Since justice would be defeated if the employee gets standard welfare package from his job while failing in his duties to his employer, Islam equally places some moral obligations on the employee. One is to exercise utmost diligence and expertise in discharging his employment responsibilities for the benefit of his employer and the latter’s customers. The Prophet assured that “an employee who excels in his devotion to God and also renders to his master what is due to him of duty, sincerity and obedience, for him there is double rewards (with God).” He equally said: “God likes one of you, if he does a job, to perfect it.” The lesson here for the workers is to avoid unethical work habits like absenteeism, lateness to work, maltreating customers and the public or unscrupulously receiving wages for work not done. Ghost workers and their accomplices should desist from such criminal practice.
Another duty is to be honest and refrain from deriving unlawful wealth from the employment. Says the Glorious Qur’an in chapter 28, verse 26: “Verily, the best of men for you to hire is the strong, the trustworthy.” In absolute corroboration, the Prophet said: “He whom we have appointed for a job and have provided with livelihood, then whatever he appropriates beyond this is ill-gotten.”
As for the claim of the government that their purse is not so fat as to keep its promise, this is difficult to believe and grossly unacceptable. If the right things are done, there would be more than enough funds to pay the wages. Government should hunt down ghost workers to streamline the burden, make elective offices less lucrative to reduce the cost of governance, reduce its spending on meaningless projects and sincerely combat corruption.
Even after the minimum wage is implemented, there would still be a long way to go in guaranteeing an appreciable standard of living for the citizenry. Most Nigerians live on less than 1 dollar a day. At a minimum monthly wages of #18,000, an employee would earn only #216,000 a year. With a school like Caleb International School charging #720,000 and #1,170,000 per annum for its day and boarding secondary school respectively, the minimum wage-earner cannot but become despondent of his children schooling in private schools. If government ensures that Nigerians do not need to buy generators and suffer from its fumes, spend money on table water as an alternative to the available contaminated water, buy private education, private security, spend money on repairing roads by themselves, procure private medical service and devise feeding formula (1-0-1, for instance), then the minimum wage – when it is implemented – would make “a lot of senses”.

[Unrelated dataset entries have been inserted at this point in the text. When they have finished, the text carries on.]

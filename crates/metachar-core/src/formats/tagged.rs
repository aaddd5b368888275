//! # Tagged Text
//!
//! Reader and writer for the angle-bracket markup used by sheet documents.
//!
//! The grammar is deliberately small:
//! - `<name>` opens an element, `</name>` closes it
//! - An element holds either text or a list of child elements, never both
//! - There are no attributes, escapes or self-closing tags
//!
//! Nesting deeper than `MAX_ELEMENT_DEPTH` is rejected as malformed.
//!
//! User text never contains `<` or `>` (see `sanitize_text`), so a leaf's
//! text runs verbatim up to the next `<`.

use crate::MetaCharError;
use crate::primitives::MAX_ELEMENT_DEPTH;

/// Body of an element.
#[derive(Debug, Clone, PartialEq, Eq)]
pub enum Content {
    Leaf(String),
    Children(Vec<Element>),
}

/// A named element of a tagged-text document.
#[derive(Debug, Clone, PartialEq, Eq)]
pub struct Element {
    pub name: String,
    pub content: Content,
}

impl Element {
    #[must_use]
    pub fn leaf(name: impl Into<String>, text: impl Into<String>) -> Self {
        Self {
            name: name.into(),
            content: Content::Leaf(text.into()),
        }
    }

    /// Text of a leaf element.
    pub fn text(&self) -> Result<&str, MetaCharError> {
        match &self.content {
            Content::Leaf(text) => Ok(text),
            Content::Children(_) => Err(MetaCharError::CorruptField {
                field: self.name.clone(),
                value: "nested elements".to_string(),
            }),
        }
    }

    /// Child elements. A leaf holding only whitespace has none.
    pub fn children(&self) -> Result<&[Element], MetaCharError> {
        match &self.content {
            Content::Children(children) => Ok(children),
            Content::Leaf(text) if text.trim().is_empty() => Ok(&[]),
            Content::Leaf(_) => Err(MetaCharError::MalformedDocument(format!(
                "expected elements inside <{}>",
                self.name
            ))),
        }
    }
}

// =============================================================================
// READER
// =============================================================================

/// Parse a sequence of top-level elements.
pub fn parse_elements(input: &str) -> Result<Vec<Element>, MetaCharError> {
    let mut reader = Reader {
        input,
        pos: 0,
        depth: 0,
    };
    let mut elements = Vec::new();

    loop {
        let Some(offset) = input[reader.pos..].find('<') else {
            reader.expect_blank(input.len())?;
            return Ok(elements);
        };
        let lt = reader.pos.saturating_add(offset);
        reader.expect_blank(lt)?;

        if input[lt..].starts_with("</") {
            return Err(MetaCharError::MalformedDocument(format!(
                "unexpected closing tag at byte {lt}"
            )));
        }
        elements.push(reader.element(lt)?);
    }
}

struct Reader<'a> {
    input: &'a str,
    pos: usize,
    /// Elements currently open.
    depth: usize,
}

impl Reader<'_> {
    /// Read the element whose opening tag starts at `lt`.
    fn element(&mut self, lt: usize) -> Result<Element, MetaCharError> {
        if self.depth >= MAX_ELEMENT_DEPTH {
            return Err(MetaCharError::MalformedDocument(format!(
                "elements nested deeper than {MAX_ELEMENT_DEPTH} at byte {lt}"
            )));
        }
        let name = self.tag_name(lt.saturating_add(1))?;

        self.depth = self.depth.saturating_add(1);
        let content = self.content(&name, lt);
        self.depth = self.depth.saturating_sub(1);

        Ok(Element {
            name,
            content: content?,
        })
    }

    /// Read everything up to and including `</name>`.
    fn content(&mut self, name: &str, opened_at: usize) -> Result<Content, MetaCharError> {
        let start = self.pos;
        let mut children = Vec::new();

        loop {
            let Some(offset) = self.input[self.pos..].find('<') else {
                return Err(MetaCharError::MalformedDocument(format!(
                    "<{name}> opened at byte {opened_at} is never closed"
                )));
            };
            let lt = self.pos.saturating_add(offset);

            if self.input[lt..].starts_with("</") {
                let body_end = self.pos;
                let closing = self.tag_name(lt.saturating_add(2))?;
                if closing != name {
                    return Err(MetaCharError::MalformedDocument(format!(
                        "</{closing}> at byte {lt} does not close <{name}>"
                    )));
                }
                if children.is_empty() {
                    return Ok(Content::Leaf(self.input[start..lt].to_string()));
                }
                self.check_blank(body_end, lt, name)?;
                return Ok(Content::Children(children));
            }

            self.check_blank(self.pos, lt, name)?;
            children.push(self.element(lt)?);
        }
    }

    /// Read a tag name starting at `from` and move past its `>`.
    fn tag_name(&mut self, from: usize) -> Result<String, MetaCharError> {
        let rest = self.input.get(from..).unwrap_or("");
        let end = rest.find('>').ok_or_else(|| {
            MetaCharError::MalformedDocument(format!("unterminated tag at byte {from}"))
        })?;
        let name = &rest[..end];

        if name.is_empty() || name.contains('<') || name.chars().any(char::is_whitespace) {
            return Err(MetaCharError::MalformedDocument(format!(
                "invalid tag name {name:?} at byte {from}"
            )));
        }

        self.pos = from.saturating_add(end).saturating_add(1);
        Ok(name.to_string())
    }

    fn check_blank(&self, from: usize, to: usize, parent: &str) -> Result<(), MetaCharError> {
        if self.input.get(from..to).is_some_and(|text| text.trim().is_empty()) {
            Ok(())
        } else {
            Err(MetaCharError::MalformedDocument(format!(
                "text mixed with elements inside <{parent}> at byte {from}"
            )))
        }
    }

    fn expect_blank(&self, to: usize) -> Result<(), MetaCharError> {
        if self.input.get(self.pos..to).is_some_and(|text| text.trim().is_empty()) {
            Ok(())
        } else {
            Err(MetaCharError::MalformedDocument(format!(
                "text outside any element at byte {}",
                self.pos
            )))
        }
    }
}

// =============================================================================
// WRITER
// =============================================================================

/// `<tag>value</tag>` on its own line.
pub fn write_leaf(out: &mut String, tag: &str, value: &str) {
    out.push_str(&format!("<{tag}>{value}</{tag}>\n"));
}

pub fn open_tag(out: &mut String, tag: &str) {
    out.push_str(&format!("<{tag}>\n"));
}

pub fn close_tag(out: &mut String, tag: &str) {
    out.push_str(&format!("</{tag}>\n"));
}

Islam recognizes that rights are dependent upon, and go in correspondence with, responsibilities. Thus has it balanced the scale of justice to both the employer and the employee in their relationship. Labour should not only ask for wages, but also serve the public diligently. And government should not only tap labour’s industry, but also give them their legitimate rights. It is only in such a harmonious economic atmosphere stressing mutual rights and responsibilities with full encouragement and installation of justice, fairness, moral rectitude and altruistic brotherhood that there can be hope of fleecing the employer-labour relations of industrial frictions and trade disputes. The vision 20:2020, the Millennium Development Goals (MDGs) and the dream of the poor masses of a better Nigeria for our children and grandchildren would be rendered a mirage if all parties involved do not become consciously true and completely faithful to their responsibilities.